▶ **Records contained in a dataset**
=== Begin Enclosure ===

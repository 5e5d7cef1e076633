//! Per-connection session handle

use std::collections::HashSet;

use shared::realtime::{RoomId, ServerEvent};
use tokio::sync::mpsc;
use tokio::sync::mpsc::error::TrySendError;

pub type SessionId = u64;

/// One live socket connection
///
/// Owns the outbound queue sender and the set of rooms it has joined.
/// Created by [`RoomHub::open_session`](super::RoomHub::open_session) and
/// handed back to [`RoomHub::close`](super::RoomHub::close) on disconnect.
#[derive(Debug)]
pub struct Session {
    pub(super) id: SessionId,
    pub(super) user_id: i64,
    pub(super) tx: mpsc::Sender<ServerEvent>,
    pub(super) rooms: HashSet<RoomId>,
}

impl Session {
    pub fn id(&self) -> SessionId {
        self.id
    }

    /// Authenticated user behind this connection
    pub fn user_id(&self) -> i64 {
        self.user_id
    }

    pub fn rooms(&self) -> &HashSet<RoomId> {
        &self.rooms
    }

    #[cfg(test)]
    pub fn is_member(&self, room: &RoomId) -> bool {
        self.rooms.contains(room)
    }

    /// Reply to this session only (join acks, command errors)
    pub fn send_direct(&self, event: ServerEvent) -> bool {
        match self.tx.try_send(event) {
            Ok(()) => true,
            Err(TrySendError::Full(event)) => {
                tracing::warn!(session = self.id, event = event.name(), "Session queue full, dropping reply");
                false
            }
            Err(TrySendError::Closed(_)) => false,
        }
    }
}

=== End Enclosure ===

Pull out every line of the entries that includes the word "HashSet".

▶ **Solution to the problem**
use std::collections::HashSet;
    pub(super) rooms: HashSet<RoomId>,
    pub fn rooms(&self) -> &HashSet<RoomId> {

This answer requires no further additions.